The invention has the following advantages: training an N-Gram language model of a language through a preset quantity of single-language training corpus of a given language, and generating a high-frequency word stock of the corresponding language; according to the high-frequency word stock, removing the words in the high-frequency word stock from adjacent repeated letters to reduce, generating a mapping from a reduced result to the words in the high-frequency word stock, and obtaining candidate words of the reduced result according to the mapping; and respectively calculating the N-Gram language model score of the original words in the chat text and the N-Gram language model score of the candidate words replaced back into the chat text, and taking the word with the largest N-Gram language model score as an error correction result. The method and the device utilize the context information to improve the accuracy of error correction, improve the user experience, are favorable for attracting more users and increase the income of enterprises.

Drawings

In order to more clearly illustrate the embodiments of the present invention or the technical solutions in the prior art, the drawings used in the description of the embodiments or the prior art will be briefly described below. It will be apparent to those of ordinary skill in the art that the drawings in the following description are exemplary only and that other implementations can be obtained from the extensions of the drawings provided without inventive effort.

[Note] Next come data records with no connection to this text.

use std::sync::Arc;

use anyhow::{Context, Result};
use metrics::init_provider;
use opentelemetry::global;
use opentelemetry_sdk::metrics::SdkMeterProvider;
use registry_utils::{Clock, SystemClock};
use state_store::{ContainerStore, RegistryState};
use tokio::{self, signal, sync::watch};
use tracing::{error, info};

use crate::{
    collaborators::StoreOwnerCatalog,
    config::ServerConfig,
    garden::GardenWorkerFleet,
    reaper::Reaper,
    registry::Registry,
};

#[derive(Clone)]
pub struct Service {
    pub config: ServerConfig,
    pub shutdown_tx: watch::Sender<()>,
    pub shutdown_rx: watch::Receiver<()>,
    pub registry: Arc<Registry>,
    pub reaper: Arc<Reaper>,
    meter_provider: Option<SdkMeterProvider>,
}

impl Service {
    pub async fn new(config: ServerConfig) -> Result<Self> {
        let meter_provider = init_provider(
            config.telemetry.enable_metrics,
            config.telemetry.endpoint.as_ref(),
            config.metrics_interval(),
            config.instance_id.as_ref(),
            env!("CARGO_PKG_VERSION"),
        )?;
        Self::with_meter_provider(config, meter_provider).await
    }

    /// Installs `meter_provider` as the global provider, then builds the
    /// components so their instruments report through it.
    pub async fn with_meter_provider(
        config: ServerConfig,
        meter_provider: Option<SdkMeterProvider>,
    ) -> Result<Self> {
        if let Some(provider) = &meter_provider {
            global::set_meter_provider(provider.clone());
        }
        let (shutdown_tx, shutdown_rx) = watch::channel(());

        let state = RegistryState::new(
            config.state_store_path.parse()?,
            config.registry.store_options(),
        )
        .await
        .context("error opening the container store")?;
        let store: Arc<dyn ContainerStore> = state;
        let clock: Arc<dyn Clock> = Arc::new(SystemClock);

        let registry = Arc::new(Registry::new(
            store.clone(),
            clock.clone(),
            config.registry.registry_config(),
        ));

        let fleet = Arc::new(
            GardenWorkerFleet::new(
                &config.workers,
                config.worker_probe_timeout(),
                config.worker_failure_threshold,
            )
            .context("error initializing the worker fleet")?,
        );
        let owners = Arc::new(StoreOwnerCatalog::new(store.clone()));
        let reaper = Arc::new(Reaper::new(
            store,
            clock,
            fleet,
            owners,
            config.reaper.reaper_config(),
        ));

        Ok(Self {
            config,
            shutdown_tx,
            shutdown_rx,
            registry,
            reaper,
            meter_provider,
        })
    }

    /// Runs the reaper until the process is told to stop.
    pub async fn start(&self) -> Result<()> {
        let reaper = self.reaper.clone();
        let shutdown_rx = self.shutdown_rx.clone();
        let reaper_handle = tokio::spawn(async move {
            reaper.start(shutdown_rx).await;
        });

        info!(
            workers = self.config.workers.len(),
            state_store_path = %self.config.state_store_path,
            "container registry started"
        );
        shutdown_signal(self.shutdown_tx.clone()).await;

        if let Err(err) = reaper_handle.await {
            error!("reaper task failed: {:?}", err);
        }
        // export metrics before shutdown
        if let Some(provider) = &self.meter_provider {
            if let Err(err) = provider.shutdown() {
                error!("Error shutting down meter provider: {:?}", err);
            }
        }
        Ok(())
    }
}

async fn shutdown_signal(shutdown_tx: watch::Sender<()>) {
    let ctrl_c = async {
        if let Err(err) = signal::ctrl_c().await {
            error!("failed to install Ctrl+C handler: {:?}", err);
            std::future::pending::<()>().await;
        }
    };

    #[cfg(unix)]
    let terminate = async {
        match signal::unix::signal(signal::unix::SignalKind::terminate()) {
            Ok(mut sig) => {
                sig.recv().await;
            }
            Err(err) => {
                error!("failed to install signal handler: {:?}", err);
                std::future::pending::<()>().await;
            }
        }
    };

    #[cfg(not(unix))]
    let terminate = std::future::pending::<()>();

    tokio::select! {
        _ = ctrl_c => {
        },
        _ = terminate => {
        },
    }
    if shutdown_tx.send(()).is_err() {
        error!("no component is listening for shutdown");
    }
    info!("signal received, shutting down gracefully");
}
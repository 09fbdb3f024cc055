use std::{
    sync::{
        atomic::{AtomicU64, Ordering},
        Arc,
    },
    time::{Duration, SystemTime},
};

pub trait OptionInspectNone<T> {
    fn inspect_none(self, inspector_function: impl FnOnce()) -> Self;
}

impl<T> OptionInspectNone<T> for Option<T> {
    fn inspect_none(self, inspector_function: impl FnOnce()) -> Self {
        match &self {
            Some(_) => (),
            None => inspector_function(),
        }
        self
    }
}

impl<T> OptionInspectNone<T> for &Option<T> {
    fn inspect_none(self, inspector_function: impl FnOnce()) -> Self {
        match &self {
            Some(_) => (),
            None => inspector_function(),
        }
        self
    }
}

pub fn get_epoch_time_in_ms() -> u64 {
    SystemTime::now()
        .duration_since(SystemTime::UNIX_EPOCH)
        .expect("SystemTime before UNIX EPOCH")
        .as_millis() as u64
}

/// Source of "now" for TTL evaluation and record timestamps.
///
/// Everything that stamps or ages a container record goes through a clock so
/// tests can move time explicitly instead of sleeping.
pub trait Clock: Send + Sync {
    /// Milliseconds since the unix epoch.
    fn now_ms(&self) -> u64;
}

#[derive(Debug, Clone, Copy, Default)]
pub struct SystemClock;

impl Clock for SystemClock {
    fn now_ms(&self) -> u64 {
        get_epoch_time_in_ms()
    }
}

/// Clock that only moves when told to.
#[derive(Debug, Clone, Default)]
pub struct ManualClock {
    now: Arc<AtomicU64>,
}

impl ManualClock {
    pub fn new(start_ms: u64) -> Self {
        Self {
            now: Arc::new(AtomicU64::new(start_ms)),
        }
    }

    pub fn set(&self, now_ms: u64) {
        self.now.store(now_ms, Ordering::SeqCst);
    }

    pub fn advance(&self, by: Duration) -> u64 {
        self.now.fetch_add(by.as_millis() as u64, Ordering::SeqCst) + by.as_millis() as u64
    }
}

impl Clock for ManualClock {
    fn now_ms(&self) -> u64 {
        self.now.load(Ordering::SeqCst)
    }
}

/// Milliseconds elapsed between `since` and `now`, zero if `since` is in the
/// future.
pub fn elapsed_ms(now: u64, since: u64) -> u64 {
    now.saturating_sub(since)
}

#[cfg(test)]
mod tests {
    use super::*;

    #[test]
    fn test_manual_clock_advances_shared_handles() {
        let clock = ManualClock::new(1_000);
        let other = clock.clone();
        assert_eq!(clock.advance(Duration::from_secs(2)), 3_000);
        assert_eq!(other.now_ms(), 3_000);
        other.set(10);
        assert_eq!(clock.now_ms(), 10);
    }

    #[test]
    fn test_elapsed_ms_saturates() {
        assert_eq!(elapsed_ms(100, 40), 60);
        assert_eq!(elapsed_ms(40, 100), 0);
    }

    #[test]
    fn test_inspect_none_only_runs_on_none() {
        let mut called = false;
        let _ = Some(1).inspect_none(|| called = true);
        assert!(!called);
        let _ = None::<u32>.inspect_none(|| called = true);
        assert!(called);
    }
}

The structures, proportions, sizes, etc. shown in the present specification are shown only for the purposes of illustration and description, and are not intended to limit the scope of the invention, which is defined by the claims, so that any structural modifications, changes in proportions, or adjustments of sizes, which do not affect the efficacy or the achievement of the present invention, should fall within the scope of the invention.

FIG. 1 is a schematic diagram of a method for context-based error correction of chat text content according to an embodiment of the present invention;

FIG. 2 is a flow chart of a replication reduction in a context-based error correction method for chat text content provided in an embodiment of the invention;

FIG. 3 is a flowchart of editing distance correction in a context-based chat text content correction method according to an embodiment of the present invention;

FIG. 4 is a flowchart of error correction by ligature word segmentation in the context-based chat text content error correction method provided in the embodiment of the invention;

Fig. 5 is a schematic diagram of a context-based chat text content correction apparatus according to an embodiment of the present invention.

Detailed Description

Other advantages and advantages of the present invention will become apparent to those skilled in the art from the following detailed description, which, by way of illustration, is to be read in connection with certain specific embodiments, but not all embodiments. All other embodiments, which can be made by those skilled in the art based on the embodiments of the invention without making any inventive effort, are intended to be within the scope of the invention.

It is known that given a word sequence w ₁,w₂,...,w_T of length T, the N-Gram language model calculates the probability of the sequence, namely:

Since the probability of calculating the current word w _T by the language model is related to w ₁,w₂,...,w_T-1, when the length of the sequence increases, the complexity of calculating and storing the probability of co-occurrence of a plurality of words increases exponentially, and it is difficult to implement language model calculation on word sequences of any length.

The N-Gram language model is a language model calculated by N-Gram through Markov hypothesis, and N-Gram through Markov, namely an N-1 order Markov chain, means that the occurrence of one word is only related to the previous N-1 words. N-Gram language model calculation formula:

For example, in sequence w ₁,w₂,w₃,w₄, the probability of its 3-gram language model is:

P(w₁,w₂,w₃,w₄)＝P(w₁)P(w₂|w₁)P(w₃|w₁,w₂)P(w₄|w₂,w₃).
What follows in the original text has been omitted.